The task
Go through the data from its first line and retype each line, stopping once the line containing "for command in" has been retyped.
═════ Records for the task
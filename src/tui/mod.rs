pub mod app;
pub mod event;
pub mod theme;
pub mod ui;

pub use app::App;
pub use theme::ThemeColors;

use std::time::Duration;

use crossterm::event::{KeyCode, KeyEvent, KeyModifiers};
use event::{Event, EventHandler};
use tokio::task::JoinHandle;

use crate::dashboard::{Action, Command};
use crate::fetch::{fetch_pull_requests, FetchOptions};
use crate::github::{FetchError, GitHubClient, RepoId};

/// Everything a background fetch needs
#[derive(Clone)]
pub struct FetchContext {
    pub client: GitHubClient,
    pub options: FetchOptions,
    /// Upper bound on one whole fetch, all pages included
    pub timeout: Duration,
}

struct PendingFetch {
    generation: u64,
    handle: JoinHandle<Action>,
}

pub async fn run_tui(mut app: App, initial: Command, ctx: FetchContext) -> anyhow::Result<()> {
    // Hold log output while the TUI owns the terminal
    crate::logger::activate();

    // Init terminal (sets up panic hooks automatically)
    let mut terminal = ratatui::init();

    let mut events = EventHandler::new(250);

    let mut pending_fetch: Option<PendingFetch> = None;
    execute(initial, &ctx, &mut pending_fetch);

    // Main loop
    loop {
        terminal.draw(|frame| ui::draw(frame, &mut app))?;

        match events.next().await {
            Event::Key(key) => handle_key_event(&mut app, key),
            Event::Tick => {
                app.update_flash();
                app.advance_spinner();
            }
        }

        for command in app.take_commands() {
            execute(command, &ctx, &mut pending_fetch);
        }

        // Check if background fetch has completed
        if pending_fetch
            .as_ref()
            .is_some_and(|pending| pending.handle.is_finished())
        {
            if let Some(PendingFetch { generation, handle }) = pending_fetch.take() {
                let action = match handle.await {
                    Ok(action) => action,
                    Err(e) => Action::FetchFailed {
                        generation,
                        error: FetchError::Network(format!("fetch task failed: {}", e)),
                    },
                };
                app.dispatch(action);
            }
        }

        if app.should_quit {
            break;
        }
    }

    if let Some(pending) = pending_fetch.take() {
        pending.handle.abort();
    }

    // Restore terminal
    ratatui::restore();

    for msg in crate::logger::drain() {
        eprintln!("{}", msg);
    }

    Ok(())
}

/// Start the work a command asks for. A new fetch supersedes the one in
/// flight; its result would be dropped as stale anyway.
fn execute(command: Command, ctx: &FetchContext, pending_fetch: &mut Option<PendingFetch>) {
    match command {
        Command::Fetch {
            generation,
            repository,
        } => {
            if let Some(previous) = pending_fetch.take() {
                log::debug!("Aborting fetch generation {}", previous.generation);
                previous.handle.abort();
            }
            let ctx = ctx.clone();
            let handle = tokio::spawn(async move { fetch_action(&ctx, generation, repository).await });
            *pending_fetch = Some(PendingFetch { generation, handle });
        }
    }
}

/// Fetch `repository` and report the outcome as the action that commits it
pub async fn fetch_action(ctx: &FetchContext, generation: u64, repository: String) -> Action {
    let result = match RepoId::parse(&repository) {
        Ok(repo) => {
            match tokio::time::timeout(
                ctx.timeout,
                fetch_pull_requests(&ctx.client, &repo, &ctx.options),
            )
            .await
            {
                Ok(result) => result,
                Err(_elapsed) => Err(FetchError::Network(format!(
                    "timed out after {}",
                    humantime::format_duration(ctx.timeout)
                ))),
            }
        }
        Err(e) => Err(e),
    };

    match result {
        Ok(records) => Action::FetchSucceeded {
            generation,
            repository,
            records,
        },
        Err(error) => {
            log::warn!("Fetching {} failed: {}", repository, error);
            Action::FetchFailed { generation, error }
        }
    }
}

fn handle_key_event(app: &mut App, key: KeyEvent) {
    match app.input_mode {
        app::InputMode::Normal => {
            match key.code {
                // Quit
                KeyCode::Char('q') => app.should_quit = true,
                KeyCode::Char('c') if key.modifiers.contains(KeyModifiers::CONTROL) => {
                    app.should_quit = true
                }

                // Row navigation
                KeyCode::Char('j') | KeyCode::Down => app.next_row(),
                KeyCode::Char('k') | KeyCode::Up => app.previous_row(),

                // Page navigation
                KeyCode::Char('n') | KeyCode::Right | KeyCode::PageDown => {
                    app.dispatch(Action::NextPage)
                }
                KeyCode::Char('p') | KeyCode::Left | KeyCode::PageUp => {
                    app.dispatch(Action::PrevPage)
                }

                // Filters
                KeyCode::Char('s') => app.dispatch(Action::CycleStatus),
                KeyCode::Char('a') => app.dispatch(Action::ToggleAtRisk),
                KeyCode::Char('[') => app.start_input(app::InputMode::EditOpenedAfter),
                KeyCode::Char(']') => app.start_input(app::InputMode::EditOpenedBefore),
                KeyCode::Char('c') => app.dispatch(Action::ClearDates),
                KeyCode::Char('/') => app.start_input(app::InputMode::EditRepository),

                KeyCode::Char('r') => {
                    app.dispatch(Action::Refresh);
                    app.show_flash("Refreshing...".to_string());
                }

                // Open PR in browser
                KeyCode::Enter | KeyCode::Char('o') => app.open_selected(),

                KeyCode::Char('?') => app.show_help(),

                _ => {}
            }
        }
        app::InputMode::EditRepository
        | app::InputMode::EditOpenedAfter
        | app::InputMode::EditOpenedBefore => match key.code {
            KeyCode::Enter => app.confirm_input(),
            KeyCode::Esc => app.cancel_input(),
            KeyCode::Backspace => {
                app.input.pop();
            }
            KeyCode::Char(c) if !c.is_control() => app.input.push(c),
            // Ignore all other keys (don't propagate to Normal mode)
            _ => {}
        },
        app::InputMode::Help => {
            // Any key exits help
            app.dismiss_help();
        }
    }
}

#[cfg(test)]
mod tests {
    use super::*;
    use crate::dashboard::{DashboardSettings, DashboardState};
    use crate::filter::{FilterSpec, StatusFilter};
    use crate::github::create_client;
    use wiremock::matchers::{method, path};
    use wiremock::{Mock, MockServer, ResponseTemplate};

    fn key(code: KeyCode) -> KeyEvent {
        KeyEvent::new(code, KeyModifiers::NONE)
    }

    fn test_app() -> App {
        let (state, _) = DashboardState::start(DashboardSettings::default(), FilterSpec::default());
        App::new(state)
    }

    fn context(base_url: &str) -> FetchContext {
        FetchContext {
            client: create_client(base_url, Duration::from_secs(5), false).unwrap(),
            options: FetchOptions::default(),
            timeout: Duration::from_secs(5),
        }
    }

    #[test]
    fn test_filter_keys() {
        let mut app = test_app();
        handle_key_event(&mut app, key(KeyCode::Char('s')));
        assert_eq!(app.dashboard.filters.status, StatusFilter::Open);
        handle_key_event(&mut app, key(KeyCode::Char('a')));
        assert!(app.dashboard.filters.at_risk);
    }

    #[test]
    fn test_typing_into_repository_input() {
        let mut app = test_app();
        handle_key_event(&mut app, key(KeyCode::Char('/')));
        for c in "a/bq".chars() {
            handle_key_event(&mut app, key(KeyCode::Char(c)));
        }
        handle_key_event(&mut app, key(KeyCode::Backspace));
        // 'q' was typed, not treated as quit
        assert!(!app.should_quit);
        assert_eq!(app.input, "a/b");

        handle_key_event(&mut app, key(KeyCode::Enter));
        assert_eq!(app.dashboard.filters.repository, "a/b");
        assert_eq!(app.take_commands().len(), 1);
    }

    #[test]
    fn test_help_closes_on_any_key() {
        let mut app = test_app();
        handle_key_event(&mut app, key(KeyCode::Char('?')));
        assert_eq!(app.input_mode, app::InputMode::Help);
        handle_key_event(&mut app, key(KeyCode::Char('q')));
        assert_eq!(app.input_mode, app::InputMode::Normal);
        assert!(!app.should_quit);
    }

    #[test]
    fn test_quit_keys() {
        let mut app = test_app();
        handle_key_event(&mut app, KeyEvent::new(KeyCode::Char('c'), KeyModifiers::CONTROL));
        assert!(app.should_quit);
    }

    #[tokio::test]
    async fn test_fetch_action_success() {
        let server = MockServer::start().await;
        let body = serde_json::json!([{
            "number": 1,
            "title": "Add feature",
            "user": { "login": "octocat" },
            "state": "open",
            "html_url": "https://github.com/owner/repo/pull/1",
            "created_at": "2024-06-01T00:00:00Z",
            "closed_at": null
        }]);
        Mock::given(method("GET"))
            .and(path("/repos/owner/repo/pulls"))
            .respond_with(ResponseTemplate::new(200).set_body_json(body))
            .mount(&server)
            .await;

        let action = fetch_action(&context(&server.uri()), 7, "owner/repo".to_string()).await;
        match action {
            Action::FetchSucceeded {
                generation,
                repository,
                records,
            } => {
                assert_eq!(generation, 7);
                assert_eq!(repository, "owner/repo");
                assert_eq!(records.len(), 1);
                assert_eq!(records[0].author, "octocat");
            }
            other => panic!("unexpected action: {:?}", other),
        }
    }

    #[tokio::test]
    async fn test_fetch_action_invalid_repository() {
        let server = MockServer::start().await;
        let action = fetch_action(&context(&server.uri()), 3, "not a repo".to_string()).await;
        match action {
            Action::FetchFailed { generation, error } => {
                assert_eq!(generation, 3);
                assert!(matches!(error, FetchError::InvalidRepository(_)));
            }
            other => panic!("unexpected action: {:?}", other),
        }
    }

    #[tokio::test]
    async fn test_fetch_action_times_out() {
        let server = MockServer::start().await;
        Mock::given(method("GET"))
            .respond_with(
                ResponseTemplate::new(200)
                    .set_body_json(serde_json::json!([]))
                    .set_delay(Duration::from_secs(2)),
            )
            .mount(&server)
            .await;

        let mut ctx = context(&server.uri());
        ctx.timeout = Duration::from_millis(100);
        let action = fetch_action(&ctx, 1, "owner/repo".to_string()).await;
        match action {
            Action::FetchFailed { error, .. } => {
                assert_eq!(error, FetchError::Network("timed out after 100ms".to_string()));
            }
            other => panic!("unexpected action: {:?}", other),
        }
    }
}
══════════
Result
filename src/tui/mod.rs
pub mod app;
pub mod event;
pub mod theme;
pub mod ui;

pub use app::App;
pub use theme::ThemeColors;

use std::time::Duration;

use crossterm::event::{KeyCode, KeyEvent, KeyModifiers};
use event::{Event, EventHandler};
use tokio::task::JoinHandle;

use crate::dashboard::{Action, Command};
use crate::fetch::{fetch_pull_requests, FetchOptions};
use crate::github::{FetchError, GitHubClient, RepoId};

/// Everything a background fetch needs
#[derive(Clone)]
pub struct FetchContext {
    pub client: GitHubClient,
    pub options: FetchOptions,
    /// Upper bound on one whole fetch, all pages included
    pub timeout: Duration,
}

struct PendingFetch {
    generation: u64,
    handle: JoinHandle<Action>,
}

pub async fn run_tui(mut app: App, initial: Command, ctx: FetchContext) -> anyhow::Result<()> {
    // Hold log output while the TUI owns the terminal
    crate::logger::activate();

    // Init terminal (sets up panic hooks automatically)
    let mut terminal = ratatui::init();

    let mut events = EventHandler::new(250);

    let mut pending_fetch: Option<PendingFetch> = None;
    execute(initial, &ctx, &mut pending_fetch);

    // Main loop
    loop {
        terminal.draw(|frame| ui::draw(frame, &mut app))?;

        match events.next().await {
            Event::Key(key) => handle_key_event(&mut app, key),
            Event::Tick => {
                app.update_flash();
                app.advance_spinner();
            }
        }

        for command in app.take_commands() {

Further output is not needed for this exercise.